↓↓↓

use crate::ai::AiBridge;
use crate::config::Config;
use crate::error::{AspriError, Result};
use crate::formalize::{FormalizationStyle, Formalizer};
use crate::locale::Language;
use crate::storage::KeyValueStore;
use colored::Colorize;
use std::sync::Arc;

/// Rewrite `text` and print the result
pub async fn run_formalize(
    config: &Config,
    store: Arc<dyn KeyValueStore>,
    text: &str,
    style: FormalizationStyle,
    language: Option<Language>,
    api_key: Option<String>,
) -> Result<()> {
    let formalizer = Formalizer::new(store, config.formalization.clone());
    if let Some(key) = api_key {
        formalizer.set_api_key(&key)?;
        println!("{}", "Saved formalization API key.".green());
    }

    let bridge = AiBridge::new(config.assistant.request_timeout_seconds)?;
    let language = language.unwrap_or(config.language);

    let result = match formalizer.formalize(&bridge, text, style, language).await {
        Ok(result) => result,
        Err(e) => {
            if let Some(AspriError::UsageLimitReached { limit, .. }) = e.downcast_ref::<AspriError>() {
                eprintln!(
                    "{}",
                    format!(
                        "All {} free formalizations are used. Save your own key with {}.",
                        limit,
                        "aspri formalize --api-key <KEY>"
                    )
                    .red()
                );
            }
            return Err(e);
        }
    };

    println!("{}", result.text);
    println!();
    if result.via_ai {
        if formalizer.user_api_key()?.is_none() {
            println!(
                "{}",
                format!("{} free formalizations left.", formalizer.remaining_free()?).dimmed()
            );
        }
    } else {
        println!(
            "{}",
            "AI unavailable, used the offline rewrite instead.".yellow()
        );
    }
    Ok(())
}
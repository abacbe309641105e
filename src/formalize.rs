//! Text formalisation
//!
//! Rewrites casual text in a professional, technical or formal register.
//! The rewrite is done by Gemini through the AI bridge; when that fails a
//! small rule-based rewrite is returned instead so the user always gets
//! something back.
//!
//! Usage is counted in the store. Once the free limit is used up, a
//! personal API key must be saved before more rewrites are allowed.

use crate::ai::{AiRequest, AiResponder, ProviderKind};
use crate::config::FormalizationConfig;
use crate::error::{AspriError, Result};
use crate::locale::Language;
use crate::storage::KeyValueStore;
use regex::Regex;
use std::fmt;
use std::str::FromStr;
use std::sync::Arc;

/// Key holding the user's own formalisation API key
pub const API_KEY_KEY: &str = "formalization_api_key";
/// Key holding the number of successful AI rewrites
pub const COUNT_KEY: &str = "formalization_count";

/// Target register of a rewrite
#[derive(Debug, Clone, Copy, Default, PartialEq, Eq)]
pub enum FormalizationStyle {
    #[default]
    Professional,
    Technical,
    Formal,
}

impl FormalizationStyle {
    pub const ALL: [FormalizationStyle; 3] = [Self::Professional, Self::Technical, Self::Formal];

    pub fn as_str(&self) -> &'static str {
        match self {
            Self::Professional => "professional",
            Self::Technical => "technical",
            Self::Formal => "formal",
        }
    }
}

impl fmt::Display for FormalizationStyle {
    fn fmt(&self, f: &mut fmt::Formatter<'_>) -> fmt::Result {
        f.write_str(self.as_str())
    }
}

impl FromStr for FormalizationStyle {
    type Err = anyhow::Error;

    fn from_str(s: &str) -> Result<Self> {
        match s.trim().to_lowercase().as_str() {
            "professional" => Ok(Self::Professional),
            "technical" => Ok(Self::Technical),
            "formal" => Ok(Self::Formal),
            other => Err(AspriError::InvalidInput(format!(
                "Unknown formalization style: {}. Must be one of: professional, technical, formal",
                other
            ))
            .into()),
        }
    }
}

/// Result of a rewrite
#[derive(Debug, Clone, PartialEq, Eq)]
pub struct Formalized {
    pub text: String,
    /// False when the rule-based fallback produced the text
    pub via_ai: bool,
}

/// Prompt sent to the model for a rewrite
pub fn build_prompt(text: &str, style: FormalizationStyle, language: Language) -> String {
    let language_name = language.name();
    match style {
        FormalizationStyle::Professional => format!(
            "Transform the following text into a professional business communication in {}. \
             Maintain the original meaning, but make it appropriate for a professional work \
             environment. Ensure the tone is respectful, clear, and concise.\n\n\
             Original text: \"{}\"\n\nProfessional version:",
            language_name, text
        ),
        FormalizationStyle::Technical => format!(
            "Transform the following text into a technical explanation in {}. Use \
             industry-specific terminology, precise language, and structured formulation. The \
             result should sound like it was written by a technical expert.\n\n\
             Original text: \"{}\"\n\nTechnical version:",
            language_name, text
        ),
        FormalizationStyle::Formal => format!(
            "Transform the following text into formal language in {}. The result should be \
             suitable for official documents, academic writing, or formal correspondence. Use \
             proper grammar, avoid contractions, and employ a sophisticated vocabulary while \
             maintaining clarity.\n\nOriginal text: \"{}\"\n\nFormal version:",
            language_name, text
        ),
    }
}

const PROFESSIONAL_WORDS: &[(&str, &str)] = &[
    ("hai", "Selamat bertemu"),
    ("halo", "Selamat bertemu"),
    ("makasih", "Terima kasih"),
    ("thanks", "Terima kasih"),
    ("ok", "Baik"),
    ("oke", "Baik"),
    ("gak", "tidak"),
    ("nggak", "tidak"),
    ("ga", "tidak"),
    ("pengen", "ingin"),
    ("mau", "ingin"),
];

const TECHNICAL_WORDS: &[(&str, &str)] = &[
    ("masalah", "permasalahan teknis"),
    ("problem", "permasalahan teknis"),
    ("cepat", "efisien"),
    ("bagus", "optimal"),
    ("baik", "optimal"),
];

const FORMAL_WORDS: &[(&str, &str)] = &[
    ("saya", "Kami"),
    ("i", "We"),
    ("aku", "Saya"),
    ("gue", "Saya"),
    ("lu", "Anda"),
    ("lo", "Anda"),
    ("kamu", "Anda"),
];

/// Replace whole words, ignoring case, in table order
fn replace_words(text: &str, table: &[(&str, &str)]) -> String {
    let mut result = text.to_string();
    for (word, replacement) in table {
        let pattern = format!(r"(?i)\b{}\b", regex::escape(word));
        if let Ok(re) = Regex::new(&pattern) {
            result = re.replace_all(&result, *replacement).into_owned();
        }
    }
    result
}

/// Rule-based rewrite used when the model is unavailable
///
/// Blank input gives an empty string.
pub fn formalize_offline(text: &str, style: FormalizationStyle, language: Language) -> String {
    if text.trim().is_empty() {
        return String::new();
    }

    match style {
        FormalizationStyle::Professional => {
            let closing = match language {
                Language::En => "Best regards,",
                Language::Id => "Hormat saya,",
                Language::Ja => "敬具",
            };
            format!("{}\n\n{}", replace_words(text, PROFESSIONAL_WORDS), closing)
        }
        FormalizationStyle::Technical => {
            let opening = match language {
                Language::En => "Based on technical analysis: ",
                Language::Id => "Berdasarkan analisis teknis: ",
                Language::Ja => "技術的分析に基づき: ",
            };
            format!("{}{}", opening, replace_words(text, TECHNICAL_WORDS))
        }
        FormalizationStyle::Formal => {
            let opening = match language {
                Language::En => "To whom it may concern,",
                Language::Id => "Dengan hormat,",
                Language::Ja => "拝啓",
            };
            format!("{}\n\n{}", opening, replace_words(text, FORMAL_WORDS))
        }
    }
}

/// Formalisation service with usage tracking
pub struct Formalizer {
    store: Arc<dyn KeyValueStore>,
    config: FormalizationConfig,
}

impl Formalizer {
    pub fn new(store: Arc<dyn KeyValueStore>, config: FormalizationConfig) -> Self {
        Self { store, config }
    }

    /// Successful AI rewrites so far
    pub fn usage_count(&self) -> Result<u32> {
        Ok(self
            .store
            .get(COUNT_KEY)?
            .and_then(|raw| raw.trim().parse().ok())
            .unwrap_or(0))
    }

    /// Free rewrites left before a personal key is required
    pub fn remaining_free(&self) -> Result<u32> {
        Ok(self
            .config
            .free_usage_limit
            .saturating_sub(self.usage_count()?))
    }

    /// The user's own API key, if one was saved
    pub fn user_api_key(&self) -> Result<Option<String>> {
        Ok(self
            .store
            .get(API_KEY_KEY)?
            .filter(|k| !k.trim().is_empty()))
    }

    /// Save the user's own API key
    pub fn set_api_key(&self, api_key: &str) -> Result<()> {
        let api_key = api_key.trim();
        if api_key.is_empty() {
            return Err(AspriError::InvalidInput("API key cannot be empty".to_string()).into());
        }
        self.store.set(API_KEY_KEY, api_key)
    }

    fn record_use(&self) -> Result<u32> {
        let count = self.usage_count()?.saturating_add(1);
        self.store.set(COUNT_KEY, &count.to_string())?;
        Ok(count)
    }

    /// Rewrite `text` in `style`
    ///
    /// Uses the saved personal key, else the configured shared key. Any AI
    /// failure returns the rule-based rewrite with `via_ai` false.
    ///
    /// # Errors
    ///
    /// - `InvalidInput` for blank text
    /// - `UsageLimitReached` once the free limit is used up and no personal
    ///   key is saved
    pub async fn formalize(
        &self,
        responder: &dyn AiResponder,
        text: &str,
        style: FormalizationStyle,
        language: Language,
    ) -> Result<Formalized> {
        if text.trim().is_empty() {
            return Err(AspriError::InvalidInput("Text cannot be empty".to_string()).into());
        }

        let user_key = self.user_api_key()?;
        let limit = self.config.free_usage_limit;
        if user_key.is_none() && self.usage_count()? >= limit {
            return Err(AspriError::UsageLimitReached {
                limit,
                message: "save your own Gemini API key to keep using formalization".to_string(),
            }
            .into());
        }

        let request = AiRequest {
            provider: ProviderKind::Gemini.as_str().to_string(),
            message: build_prompt(text, style, language),
            model: self.config.model.clone(),
            api_key: user_key
                .or_else(|| self.config.api_key.clone())
                .unwrap_or_default(),
            base_url: self.config.base_url.clone(),
        };

        match responder.respond(&request).await {
            Ok(reply) => {
                let count = self.record_use()?;
                tracing::debug!(style = %style, uses = count, "Formalized with AI");
                Ok(Formalized {
                    text: reply.trim().to_string(),
                    via_ai: true,
                })
            }
            Err(e) => {
                tracing::warn!("AI formalization failed, using offline rewrite: {}", e);
                Ok(Formalized {
                    text: formalize_offline(text, style, language),
                    via_ai: false,
                })
            }
        }
    }
}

↑↑↑

__Exercise details__: In the preceding material, find each line holding the word "opening" and copy it out.

__Problem solution__:
            let opening = match language {
            format!("{}{}", opening, replace_words(text, TECHNICAL_WORDS))
            let opening = match language {
            format!("{}\n\n{}", opening, replace_words(text, FORMAL_WORDS))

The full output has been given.